He believed that all people are inherently moral, sensible, and social creatures. In contrast to past deterministic and pessimistic views, his focus is on the optimistic and positive aspects of human nature. He viewed human behaviour as a free and intentional act. The fundamental urge or motivation for self-actualization underpins all human behaviour. The hierarchy of needs is an idea that Maslow contributed. In order to evolve and achieve self-actualization, according to his theory, there are five stages of wants that must be satisfied.


He arranged human needs and motivations in a hierarchy to explain them. There are various levels in this hierarchy of wants, which is built in accordance with the importance and intensity of unmet human needs. However, a person's position within this hierarchy is defined by either deficiency- or growth-oriented behaviour (D behaviour) (G behaviour). Deficit-oriented people are those whose basic needs have not yet been met and who are focused on gaining fulfilment and eradicating deficit. When one's basic needs are met and one is driven to achieve self-actualization, one is said to be growth-oriented.


The physiological needs are at the base of the hierarchy. The most fundamental components of human motivation are these. The need to satiate biological requirements, such as those for food, water, sex, physical comfort, and survival, constitutes the first level.
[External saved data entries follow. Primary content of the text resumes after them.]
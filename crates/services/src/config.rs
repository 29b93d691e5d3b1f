//! Environment-driven configuration.
//!
//! Every loader has a `from_lookup` twin taking a key lookup function so tests
//! never have to touch the process environment.

use std::env;
use std::time::Duration;

use learn_core::model::{Score, ScoreThresholds};
use url::Url;

use crate::error::ConfigError;

pub const DEFAULT_API_BASE_URL: &str = "http://127.0.0.1:8000/api";
pub const DEFAULT_TIMEOUT_SECS: u64 = 30;

fn env_lookup(key: &str) -> Option<String> {
    env::var(key).ok().filter(|v| !v.trim().is_empty())
}

/// Parse a base url and make sure it ends with `/` so relative joins append
/// instead of replacing the last path segment.
///
/// # Errors
///
/// Returns `url::ParseError` if `raw` is not an absolute url.
pub fn parse_base_url(raw: &str) -> Result<Url, url::ParseError> {
    let trimmed = raw.trim();
    if trimmed.ends_with('/') {
        Url::parse(trimmed)
    } else {
        Url::parse(&format!("{trimmed}/"))
    }
}

fn url_var(
    lookup: &impl Fn(&str) -> Option<String>,
    var: &'static str,
) -> Result<Option<Url>, ConfigError> {
    lookup(var)
        .map(|raw| parse_base_url(&raw).map_err(|source| ConfigError::InvalidUrl { var, source }))
        .transpose()
}

fn number_var(
    lookup: &impl Fn(&str) -> Option<String>,
    var: &'static str,
) -> Result<Option<u64>, ConfigError> {
    lookup(var)
        .map(|value| {
            value
                .trim()
                .parse::<u64>()
                .map_err(|_| ConfigError::InvalidNumber { var, value })
        })
        .transpose()
}

/// Where the course API lives and how long a request may take.
#[derive(Clone, Debug, PartialEq, Eq)]
pub struct ApiConfig {
    pub base_url: Url,
    pub timeout: Duration,
}

impl ApiConfig {
    /// Read `LEARN_API_BASE_URL` and `LEARN_API_TIMEOUT_SECS`.
    ///
    /// # Errors
    ///
    /// Returns `ConfigError` when a variable is set but malformed.
    pub fn from_env() -> Result<Self, ConfigError> {
        Self::from_lookup(env_lookup)
    }

    /// Build a config for a known base url, e.g. a test server.
    ///
    /// # Errors
    ///
    /// Returns `url::ParseError` if `base_url` is not absolute.
    pub fn for_base_url(base_url: &str) -> Result<Self, url::ParseError> {
        Ok(Self {
            base_url: parse_base_url(base_url)?,
            timeout: Duration::from_secs(DEFAULT_TIMEOUT_SECS),
        })
    }

    /// # Errors
    ///
    /// Returns `ConfigError` when a variable is set but malformed.
    pub fn from_lookup(lookup: impl Fn(&str) -> Option<String>) -> Result<Self, ConfigError> {
        let base_url = match url_var(&lookup, "LEARN_API_BASE_URL")? {
            Some(url) => url,
            None => parse_base_url(DEFAULT_API_BASE_URL).map_err(|source| {
                ConfigError::InvalidUrl {
                    var: "LEARN_API_BASE_URL",
                    source,
                }
            })?,
        };
        let timeout = Duration::from_secs(
            number_var(&lookup, "LEARN_API_TIMEOUT_SECS")?.unwrap_or(DEFAULT_TIMEOUT_SECS),
        );
        Ok(Self { base_url, timeout })
    }
}

/// Optional dedicated grading endpoint. When unset, assignments are graded
/// through the course API.
#[derive(Clone, Debug, Default, PartialEq, Eq)]
pub struct GraderConfig {
    pub url: Option<Url>,
}

impl GraderConfig {
    /// Read `LEARN_GRADER_URL`.
    ///
    /// # Errors
    ///
    /// Returns `ConfigError` when the url is malformed.
    pub fn from_env() -> Result<Self, ConfigError> {
        Self::from_lookup(env_lookup)
    }

    /// # Errors
    ///
    /// Returns `ConfigError` when the url is malformed.
    pub fn from_lookup(lookup: impl Fn(&str) -> Option<String>) -> Result<Self, ConfigError> {
        Ok(Self {
            url: url_var(&lookup, "LEARN_GRADER_URL")?,
        })
    }
}

/// Read `LEARN_PASS_SCORE`, `LEARN_STRONG_SCORE` and `LEARN_BORDERLINE_SCORE`,
/// falling back to 70 / 75 / 50.
///
/// # Errors
///
/// Returns `ConfigError` if a value is not a number, exceeds 100, or the
/// thresholds are out of order.
pub fn thresholds_from_env() -> Result<ScoreThresholds, ConfigError> {
    thresholds_from_lookup(env_lookup)
}

/// # Errors
///
/// See [`thresholds_from_env`].
pub fn thresholds_from_lookup(
    lookup: impl Fn(&str) -> Option<String>,
) -> Result<ScoreThresholds, ConfigError> {
    let defaults = ScoreThresholds::default();
    let score = |var: &'static str, fallback: Score| -> Result<Score, ConfigError> {
        match number_var(&lookup, var)? {
            Some(raw) => {
                let raw = u32::try_from(raw).map_err(|_| ConfigError::InvalidNumber {
                    var,
                    value: raw.to_string(),
                })?;
                Ok(Score::new(raw)?)
            }
            None => Ok(fallback),
        }
    };
    let pass = score("LEARN_PASS_SCORE", defaults.pass())?;
    let strong = score("LEARN_STRONG_SCORE", defaults.strong())?;
    let borderline = score("LEARN_BORDERLINE_SCORE", defaults.borderline())?;
    Ok(ScoreThresholds::new(pass, strong, borderline)?)
}

#[cfg(test)]
mod tests {
    use super::*;
    use std::collections::HashMap;

    fn lookup(pairs: &[(&str, &str)]) -> impl Fn(&str) -> Option<String> {
        let map: HashMap<String, String> = pairs
            .iter()
            .map(|(k, v)| ((*k).to_owned(), (*v).to_owned()))
            .collect();
        move |key| map.get(key).cloned()
    }

    #[test]
    fn api_config_defaults() {
        let config = ApiConfig::from_lookup(lookup(&[])).unwrap();
        assert_eq!(config.base_url.as_str(), "http://127.0.0.1:8000/api/");
        assert_eq!(config.timeout, Duration::from_secs(30));
        assert_eq!(
            config.base_url.join("courses/1").unwrap().as_str(),
            "http://127.0.0.1:8000/api/courses/1"
        );
    }

    #[test]
    fn api_config_reads_overrides() {
        let config = ApiConfig::from_lookup(lookup(&[
            ("LEARN_API_BASE_URL", "https://learn.example.com/v2/"),
            ("LEARN_API_TIMEOUT_SECS", "5"),
        ]))
        .unwrap();
        assert_eq!(config.base_url.as_str(), "https://learn.example.com/v2/");
        assert_eq!(config.timeout, Duration::from_secs(5));
    }

    #[test]
    fn malformed_values_are_rejected() {
        assert!(matches!(
            ApiConfig::from_lookup(lookup(&[("LEARN_API_BASE_URL", "not a url")])),
            Err(ConfigError::InvalidUrl { .. })
        ));
        assert!(matches!(
            ApiConfig::from_lookup(lookup(&[("LEARN_API_TIMEOUT_SECS", "soon")])),
            Err(ConfigError::InvalidNumber { .. })
        ));
        assert!(GraderConfig::from_lookup(lookup(&[("LEARN_GRADER_URL", "::")])).is_err());
    }

    #[test]
    fn thresholds_default_and_validate() {
        let t = thresholds_from_lookup(lookup(&[])).unwrap();
        assert_eq!(t, ScoreThresholds::default());

        let t = thresholds_from_lookup(lookup(&[("LEARN_PASS_SCORE", "60")])).unwrap();
        assert_eq!(t.pass().value(), 60);

        assert!(thresholds_from_lookup(lookup(&[("LEARN_PASS_SCORE", "101")])).is_err());
        assert!(thresholds_from_lookup(lookup(&[("LEARN_PASS_SCORE", "90")])).is_err());
    }
}
mod course;
mod creator;
mod enrollment;
mod ids;
mod progress;
mod rating;
mod score;

pub use course::{
    Answer, Course, CourseDraft, CourseError, Lesson, LessonDraft, LessonLocation, Module,
    ModuleDraft, PublicationError, Question, QuestionDraft,
};
pub use creator::{CreatorState, CreatorStateError};
pub use enrollment::Enrollment;
pub use ids::{AnswerId, CourseId, LearnerId, LessonId, ModuleId, ParseIdError, QuestionId};
pub use progress::{LessonProgress, ProgressSnapshot, ProgressUpdate};
pub use rating::{Rating, RatingError, RatingSummary};
pub use score::{Score, ScoreError, ScoreThresholds, ScoreTier};
#[tokio::test]
async fn stageless_lesson_completes_on_open_and_hidden_modules_are_skipped() {
    let repo = InMemoryRepository::new();
    let course = CourseDraft {
        id: CourseId::new(5),
        name: "Reading list".into(),
        description: None,
        modules: vec![
            ModuleDraft {
                id: ModuleId::new(1),
                name: "Drafts".into(),
                order: 1,
                is_visible: false,
                lessons: vec![LessonDraft {
                    id: LessonId::new(50),
                    topic: "Hidden".into(),
                    order: 1,
                    introduction: Some("Not yet".into()),
                    quiz: Vec::new(),
                    assignment: None,
                }],
            },
            ModuleDraft {
                id: ModuleId::new(2),
                name: "Readings".into(),
                order: 2,
                is_visible: true,
                lessons: vec![
                    LessonDraft {
                        id: LessonId::new(51),
                        topic: "Preface".into(),
                        order: 1,
                        introduction: Some("   ".into()),
                        quiz: Vec::new(),
                        assignment: None,
                    },
                    LessonDraft {
                        id: LessonId::new(52),
                        topic: "Chapter 1".into(),
                        order: 2,
                        introduction: Some("Read it".into()),
                        quiz: Vec::new(),
                        assignment: None,
                    },
                ],
            },
        ],
    }
    .validate()
    .unwrap();
    repo.upsert_course(&course, fixed_now()).await.unwrap();
    let controller = controller_with(&repo, Arc::new(ScriptedEvaluator::default())).await;
    let course_id = course.id();
    controller.enroll(LEARNER, course_id).await.unwrap();

    let view = controller.course_view(LEARNER, course_id).await.unwrap();
    assert_eq!(view.lessons.len(), 2);
    assert!(view.lesson(LessonId::new(50)).is_none());
    assert!(matches!(
        controller
            .open_lesson(LEARNER, course_id, LessonId::new(50))
            .await,
        Err(ProgressionError::Locked(_))
    ));

    let preface = controller
        .open_lesson(LEARNER, course_id, LessonId::new(51))
        .await
        .unwrap();
    assert!(preface.stages.is_empty());
    assert!(preface.lesson_completed);

    let chapter = controller
        .view_introduction(LEARNER, course_id, LessonId::new(52))
        .await
        .unwrap();
    assert!(chapter.lesson_completed);
    let view = controller.course_view(LEARNER, course_id).await.unwrap();
    assert!(view.completed);
    assert_eq!(view.current_lesson, None);
}
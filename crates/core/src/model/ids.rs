use serde::{Deserialize, Serialize};
use std::fmt;
use std::str::FromStr;

/// Error type for parsing an ID from a string.
#[derive(Debug, Clone, PartialEq, Eq)]
pub struct ParseIdError {
    kind: &'static str,
}

impl ParseIdError {
    /// Name of the ID type that failed to parse.
    #[must_use]
    pub fn kind(&self) -> &'static str {
        self.kind
    }
}

impl fmt::Display for ParseIdError {
    fn fmt(&self, f: &mut fmt::Formatter<'_>) -> fmt::Result {
        write!(f, "failed to parse {} from string", self.kind)
    }
}

impl std::error::Error for ParseIdError {}

macro_rules! numeric_id {
    ($(#[$meta:meta])* $name:ident) => {
        $(#[$meta])*
        #[derive(Clone, Copy, PartialEq, Eq, Hash, PartialOrd, Ord, Serialize, Deserialize)]
        #[serde(transparent)]
        pub struct $name(u64);

        impl $name {
            #[must_use]
            pub const fn new(id: u64) -> Self {
                Self(id)
            }

            /// Returns the underlying u64 value
            #[must_use]
            pub const fn value(&self) -> u64 {
                self.0
            }
        }

        impl fmt::Debug for $name {
            fn fmt(&self, f: &mut fmt::Formatter<'_>) -> fmt::Result {
                write!(f, concat!(stringify!($name), "({})"), self.0)
            }
        }

        impl fmt::Display for $name {
            fn fmt(&self, f: &mut fmt::Formatter<'_>) -> fmt::Result {
                write!(f, "{}", self.0)
            }
        }

        impl FromStr for $name {
            type Err = ParseIdError;

            fn from_str(s: &str) -> Result<Self, Self::Err> {
                s.trim()
                    .parse::<u64>()
                    .map(Self::new)
                    .map_err(|_| ParseIdError {
                        kind: stringify!($name),
                    })
            }
        }
    };
}

numeric_id!(
    /// Unique identifier for a Course
    CourseId
);
numeric_id!(
    /// Unique identifier for a Module within a course
    ModuleId
);
numeric_id!(
    /// Unique identifier for a Lesson
    LessonId
);
numeric_id!(
    /// Unique identifier for a quiz Question
    QuestionId
);
numeric_id!(
    /// Unique identifier for a quiz Answer
    AnswerId
);
numeric_id!(
    /// Unique identifier for a Learner
    LearnerId
);

// ─── Tests ─────────────────────────────────────────────────────────────────────

#[cfg(test)]
mod tests {
    use super::*;

    #[test]
    fn lesson_id_display() {
        let id = LessonId::new(42);
        assert_eq!(id.to_string(), "42");
        assert_eq!(format!("{id:?}"), "LessonId(42)");
    }

    #[test]
    fn course_id_from_str_trims() {
        let id: CourseId = " 123 ".parse().unwrap();
        assert_eq!(id, CourseId::new(123));
    }

    #[test]
    fn answer_id_from_str_invalid() {
        let err = "abc".parse::<AnswerId>().unwrap_err();
        assert_eq!(err.kind(), "AnswerId");
        assert_eq!(err.to_string(), "failed to parse AnswerId from string");
    }

    #[test]
    fn ids_serialize_as_plain_numbers() {
        let json = serde_json::to_string(&LearnerId::new(7)).unwrap();
        assert_eq!(json, "7");
        let back: LearnerId = serde_json::from_str(&json).unwrap();
        assert_eq!(back, LearnerId::new(7));
    }
}
//! JSON shapes exchanged with the course API, parsed strictly.
//!
//! Required fields must be present and well-typed. Ids may arrive as JSON
//! numbers or numeric strings. Anything else, including scores above 100 or
//! broken module/lesson ordering, is rejected as `ApiError::InvalidPayload`
//! instead of being defaulted.

use std::fmt;

use learn_core::dashboard::{LearnerRef, LearnerStats, LessonAggregate, OverviewStats};
use learn_core::model::{
    Answer, AnswerId, Course, CourseDraft, CourseId, CreatorState, LessonDraft, LessonId,
    LessonProgress, ModuleDraft, ModuleId, ProgressUpdate, QuestionDraft, QuestionId, Rating,
    RatingSummary, Score,
};
use learn_core::stats::CourseStats;
use serde::de::{self, Visitor};
use serde::{Deserialize, Deserializer, Serialize};

use crate::error::ApiError;
use crate::evaluator::Evaluation;

fn invalid(e: impl fmt::Display) -> ApiError {
    ApiError::InvalidPayload(e.to_string())
}

//
// ─── IDS ───────────────────────────────────────────────────────────────────────
//

/// An id that accepts `42` or `"42"` and nothing else.
#[derive(Debug, Clone, Copy, PartialEq, Eq)]
pub struct WireId(pub u64);

impl<'de> Deserialize<'de> for WireId {
    fn deserialize<D: Deserializer<'de>>(deserializer: D) -> Result<Self, D::Error> {
        struct IdVisitor;

        impl Visitor<'_> for IdVisitor {
            type Value = WireId;

            fn expecting(&self, f: &mut fmt::Formatter<'_>) -> fmt::Result {
                f.write_str("a non-negative integer id or a numeric string")
            }

            fn visit_u64<E: de::Error>(self, v: u64) -> Result<WireId, E> {
                Ok(WireId(v))
            }

            fn visit_i64<E: de::Error>(self, v: i64) -> Result<WireId, E> {
                u64::try_from(v)
                    .map(WireId)
                    .map_err(|_| E::invalid_value(de::Unexpected::Signed(v), &self))
            }

            fn visit_str<E: de::Error>(self, v: &str) -> Result<WireId, E> {
                v.trim()
                    .parse::<u64>()
                    .map(WireId)
                    .map_err(|_| E::invalid_value(de::Unexpected::Str(v), &self))
            }
        }

        deserializer.deserialize_any(IdVisitor)
    }
}

fn wire_score(field: &str, raw: u32) -> Result<Score, ApiError> {
    Score::new(raw).map_err(|e| invalid(format!("{field}: {e}")))
}

fn wire_percentage(field: &str, raw: u32) -> Result<u32, ApiError> {
    wire_score(field, raw).map(Score::value)
}

fn wire_part(field: &str, part: u32, whole: u32) -> Result<u32, ApiError> {
    if part > whole {
        return Err(invalid(format!("{field}: {part} exceeds {whole}")));
    }
    Ok(part)
}

//
// ─── COURSE ────────────────────────────────────────────────────────────────────
//

#[derive(Debug, Deserialize)]
pub struct CourseWire {
    pub id: WireId,
    pub name: String,
    #[serde(default)]
    pub description: Option<String>,
    #[serde(default)]
    pub creator_state: Option<String>,
    pub modules: Vec<ModuleWire>,
}

#[derive(Debug, Deserialize)]
pub struct ModuleWire {
    pub id: WireId,
    pub name: String,
    pub order: u32,
    pub is_visible: bool,
    pub lessons: Vec<LessonWire>,
}

#[derive(Debug, Deserialize)]
pub struct LessonWire {
    pub id: WireId,
    pub topic: String,
    pub order: u32,
    #[serde(default)]
    pub introduction: Option<IntroductionWire>,
    #[serde(default)]
    pub quiz: Vec<QuestionWire>,
    #[serde(default)]
    pub assignment: Option<AssignmentWire>,
}

#[derive(Debug, Deserialize)]
pub struct IntroductionWire {
    pub description: String,
}

#[derive(Debug, Deserialize)]
pub struct AssignmentWire {
    pub instructions: String,
}

#[derive(Debug, Deserialize)]
pub struct QuestionWire {
    pub id: WireId,
    pub question: String,
    pub answers: Vec<AnswerWire>,
}

#[derive(Debug, Deserialize)]
pub struct AnswerWire {
    pub id: WireId,
    pub answer: String,
    pub is_correct: bool,
}

/// A course as served by the API, with its authoring state when present.
#[derive(Debug, Clone, PartialEq, Eq)]
pub struct RemoteCourse {
    pub course: Course,
    pub creator_state: Option<CreatorState>,
}

impl TryFrom<CourseWire> for RemoteCourse {
    type Error = ApiError;

    fn try_from(wire: CourseWire) -> Result<Self, Self::Error> {
        let creator_state = wire
            .creator_state
            .as_deref()
            .map(str::parse::<CreatorState>)
            .transpose()
            .map_err(invalid)?;

        let draft = CourseDraft {
            id: CourseId::new(wire.id.0),
            name: wire.name,
            description: wire.description,
            modules: wire.modules.into_iter().map(module_draft).collect(),
        };
        let course = draft.validate().map_err(invalid)?;
        Ok(Self {
            course,
            creator_state,
        })
    }
}

fn module_draft(wire: ModuleWire) -> ModuleDraft {
    ModuleDraft {
        id: ModuleId::new(wire.id.0),
        name: wire.name,
        order: wire.order,
        is_visible: wire.is_visible,
        lessons: wire.lessons.into_iter().map(lesson_draft).collect(),
    }
}

fn lesson_draft(wire: LessonWire) -> LessonDraft {
    LessonDraft {
        id: LessonId::new(wire.id.0),
        topic: wire.topic,
        order: wire.order,
        introduction: wire.introduction.map(|i| i.description),
        quiz: wire
            .quiz
            .into_iter()
            .map(|q| QuestionDraft {
                id: QuestionId::new(q.id.0),
                prompt: q.question,
                answers: q
                    .answers
                    .into_iter()
                    .map(|a| Answer::new(AnswerId::new(a.id.0), a.answer, a.is_correct))
                    .collect(),
            })
            .collect(),
        assignment: wire.assignment.map(|a| a.instructions),
    }
}

/// Parse a course document.
///
/// # Errors
///
/// Returns `ApiError::InvalidPayload` for malformed JSON or an invalid tree.
pub fn parse_course(body: &[u8]) -> Result<RemoteCourse, ApiError> {
    let wire: CourseWire = serde_json::from_slice(body).map_err(invalid)?;
    RemoteCourse::try_from(wire)
}

#[derive(Debug, Deserialize)]
struct CourseRatingWire {
    #[serde(default)]
    rating: Option<f64>,
}

/// Read the average `rating` of a course document. A missing or null rating
/// means nobody rated the course yet.
///
/// # Errors
///
/// Returns `ApiError::InvalidPayload` for malformed JSON or an average
/// outside `0..=5`.
pub fn parse_course_rating(body: &[u8]) -> Result<RatingSummary, ApiError> {
    let wire: CourseRatingWire = serde_json::from_slice(body).map_err(invalid)?;
    match wire.rating {
        None => Ok(RatingSummary::default()),
        Some(avg) => RatingSummary::from_average(avg).map_err(invalid),
    }
}

/// Body of `POST courses/{id}/rate`.
#[derive(Debug, Serialize, PartialEq, Eq)]
pub struct RateRequest {
    pub score: u32,
}

impl From<Rating> for RateRequest {
    fn from(rating: Rating) -> Self {
        Self {
            score: rating.value(),
        }
    }
}

//
// ─── PROGRESS ──────────────────────────────────────────────────────────────────
//

#[derive(Debug, Deserialize)]
pub struct LessonStatWire {
    pub lesson_id: WireId,
    pub introduction_completed: bool,
    pub quiz_score: Option<u32>,
    pub assignment_score: Option<u32>,
    pub lesson_completed: bool,
}

impl TryFrom<LessonStatWire> for LessonProgress {
    type Error = ApiError;

    fn try_from(wire: LessonStatWire) -> Result<Self, Self::Error> {
        let mut progress = LessonProgress::empty(LessonId::new(wire.lesson_id.0));
        progress.introduction_completed = wire.introduction_completed;
        progress.quiz_score = wire
            .quiz_score
            .map(|s| wire_score("quiz_score", s))
            .transpose()?;
        progress.assignment_score = wire
            .assignment_score
            .map(|s| wire_score("assignment_score", s))
            .transpose()?;
        progress.lesson_completed = wire.lesson_completed;
        Ok(progress)
    }
}

/// Parse the `courses/{id}/stats` response.
///
/// # Errors
///
/// Returns `ApiError::InvalidPayload` if any entry is malformed.
pub fn parse_lesson_stats(body: &[u8]) -> Result<Vec<LessonProgress>, ApiError> {
    let wire: Vec<LessonStatWire> = serde_json::from_slice(body).map_err(invalid)?;
    wire.into_iter().map(LessonProgress::try_from).collect()
}

/// Body of `POST courses/{id}/stats`. Absent fields are omitted.
#[derive(Debug, Serialize, PartialEq, Eq)]
pub struct StatUpdate {
    pub lesson_id: u64,
    #[serde(skip_serializing_if = "Option::is_none")]
    pub introduction_completed: Option<bool>,
    #[serde(skip_serializing_if = "Option::is_none")]
    pub quiz_score: Option<u32>,
    #[serde(skip_serializing_if = "Option::is_none")]
    pub assignment_score: Option<u32>,
    #[serde(skip_serializing_if = "Option::is_none")]
    pub lesson_completed: Option<bool>,
}

impl StatUpdate {
    #[must_use]
    pub fn new(lesson_id: LessonId, update: &ProgressUpdate) -> Self {
        Self {
            lesson_id: lesson_id.value(),
            introduction_completed: update.introduction_completed,
            quiz_score: update.quiz_score.map(Score::value),
            assignment_score: update.assignment_score.map(Score::value),
            lesson_completed: update.lesson_completed,
        }
    }
}

//
// ─── DASHBOARDS ────────────────────────────────────────────────────────────────
//

#[derive(Debug, Deserialize)]
pub struct UserProgressWire {
    pub username: String,
    pub completed_lessons: u32,
    pub lesson_count: u32,
    pub started_quizzes: u32,
    pub started_assignments: u32,
    pub quiz_score_percentage: u32,
    pub assignment_score_percentage: u32,
}

impl TryFrom<UserProgressWire> for LearnerStats {
    type Error = ApiError;

    fn try_from(wire: UserProgressWire) -> Result<Self, Self::Error> {
        if wire.username.trim().is_empty() {
            return Err(invalid("username is empty"));
        }
        let lessons = wire.lesson_count;
        Ok(LearnerStats {
            learner: LearnerRef::Username(wire.username),
            stats: CourseStats {
                lesson_count: lessons,
                completed_lessons: wire_part("completed_lessons", wire.completed_lessons, lessons)?,
                started_quizzes: wire_part("started_quizzes", wire.started_quizzes, lessons)?,
                started_assignments: wire_part(
                    "started_assignments",
                    wire.started_assignments,
                    lessons,
                )?,
                quiz_score_percentage: wire_percentage(
                    "quiz_score_percentage",
                    wire.quiz_score_percentage,
                )?,
                assignment_score_percentage: wire_percentage(
                    "assignment_score_percentage",
                    wire.assignment_score_percentage,
                )?,
            },
        })
    }
}

#[derive(Debug, Deserialize)]
pub struct EnrolledStatsWire {
    pub course_id: WireId,
    pub course_name: String,
    pub users_progress: Vec<UserProgressWire>,
}

/// Leaderboard rows of one course from the `courses/stats/enrolled` listing.
/// A course missing from the listing has no rows.
///
/// # Errors
///
/// Returns `ApiError::InvalidPayload` if any entry is malformed.
pub fn parse_enrolled_stats(
    body: &[u8],
    course_id: CourseId,
) -> Result<Vec<LearnerStats>, ApiError> {
    let wire: Vec<EnrolledStatsWire> = serde_json::from_slice(body).map_err(invalid)?;
    wire.into_iter()
        .filter(|c| c.course_id.0 == course_id.value())
        .flat_map(|c| c.users_progress)
        .map(LearnerStats::try_from)
        .collect()
}

/// One lesson of the author view. `lesson_count` is the number of enrolled
/// learners and `completed_lessons` how many of them completed the lesson.
#[derive(Debug, Deserialize)]
pub struct LessonProgressStatsWire {
    pub lesson_id: WireId,
    pub lesson_topic: String,
    pub completed_lessons: u32,
    pub lesson_count: u32,
    pub quiz_score_percentage: u32,
    pub assignment_score_percentage: u32,
}

impl TryFrom<LessonProgressStatsWire> for LessonAggregate {
    type Error = ApiError;

    fn try_from(wire: LessonProgressStatsWire) -> Result<Self, Self::Error> {
        Ok(LessonAggregate {
            lesson_id: LessonId::new(wire.lesson_id.0),
            topic: wire.lesson_topic,
            learner_count: wire.lesson_count,
            completed_count: wire_part("completed_lessons", wire.completed_lessons, wire.lesson_count)?,
            quiz_score_percentage: wire_percentage(
                "quiz_score_percentage",
                wire.quiz_score_percentage,
            )?,
            assignment_score_percentage: wire_percentage(
                "assignment_score_percentage",
                wire.assignment_score_percentage,
            )?,
        })
    }
}

#[derive(Debug, Deserialize)]
pub struct CourseProgressWire {
    pub course_id: WireId,
    pub course_name: String,
    pub lesson_progress: Vec<LessonProgressStatsWire>,
}

/// Per-lesson aggregates of one course from `student-progress/{id}`.
///
/// # Errors
///
/// Returns `ApiError::InvalidPayload` if any entry is malformed.
pub fn parse_course_progress(
    body: &[u8],
    course_id: CourseId,
) -> Result<Vec<LessonAggregate>, ApiError> {
    let wire: Vec<CourseProgressWire> = serde_json::from_slice(body).map_err(invalid)?;
    wire.into_iter()
        .filter(|c| c.course_id.0 == course_id.value())
        .flat_map(|c| c.lesson_progress)
        .map(LessonAggregate::try_from)
        .collect()
}

#[derive(Debug, Deserialize)]
pub struct OverviewWire {
    pub courses_count: u32,
    pub students_count: u32,
    pub completed_lessons: u32,
}

/// Parse the `courses/stats` response.
///
/// # Errors
///
/// Returns `ApiError::InvalidPayload` for malformed JSON.
pub fn parse_overview(body: &[u8]) -> Result<OverviewStats, ApiError> {
    let wire: OverviewWire = serde_json::from_slice(body).map_err(invalid)?;
    Ok(OverviewStats {
        courses_count: wire.courses_count,
        students_count: wire.students_count,
        completed_lessons: wire.completed_lessons,
    })
}

//
// ─── GRADING & AUTH ────────────────────────────────────────────────────────────
//

#[derive(Debug, Serialize)]
pub struct EvaluateRequest<'a> {
    pub lesson_id: u64,
    pub user_code: &'a str,
}

#[derive(Debug, Deserialize)]
pub struct EvaluationWire {
    pub assignment_score: u32,
    pub message: String,
}

impl TryFrom<EvaluationWire> for Evaluation {
    type Error = ApiError;

    fn try_from(wire: EvaluationWire) -> Result<Self, Self::Error> {
        Ok(Evaluation {
            assignment_score: wire_score("assignment_score", wire.assignment_score)?,
            message: wire.message,
        })
    }
}

#[derive(Debug, Serialize)]
pub struct LoginRequest<'a> {
    pub username: &'a str,
    pub password: &'a str,
}

#[derive(Debug, Deserialize)]
pub struct TokenPair {
    pub access: String,
    pub refresh: String,
}

impl TokenPair {
    /// # Errors
    ///
    /// Returns `ApiError::InvalidPayload` if the access token is blank.
    pub fn validate(self) -> Result<Self, ApiError> {
        if self.access.trim().is_empty() {
            return Err(invalid("access token is empty"));
        }
        Ok(self)
    }
}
These requirements relate to elements that are necessary to sustain life. When these requirements are met, the second level needs start to emerge and become more significant. The second level is that of safety requirements, which searches for an atmosphere that is steady and predictable. It is the desire for safety, defence, and safety from harm. These emotions are generally related to the person's aspirations for a secure and stable environment.


When these wants are met, the third level needs—love and a sense of belonging—appear. These demands drive the individual to identify with various groups and have friends and companions as well as a family. As these requirements are met, a need for self-esteem arises. This includes the want to be respected, to have faith in oneself, and to have people admire one.


At its highest level, it is the desire to make the most of one's individual talents, to maximise one's potential, and to partake in pursuits for which one is best fitted. This stage is known as "self-actualization."





Answer the following questions in about 400 words each. Marks 5x5=25


4. Discuss the sociological theories related to mental health.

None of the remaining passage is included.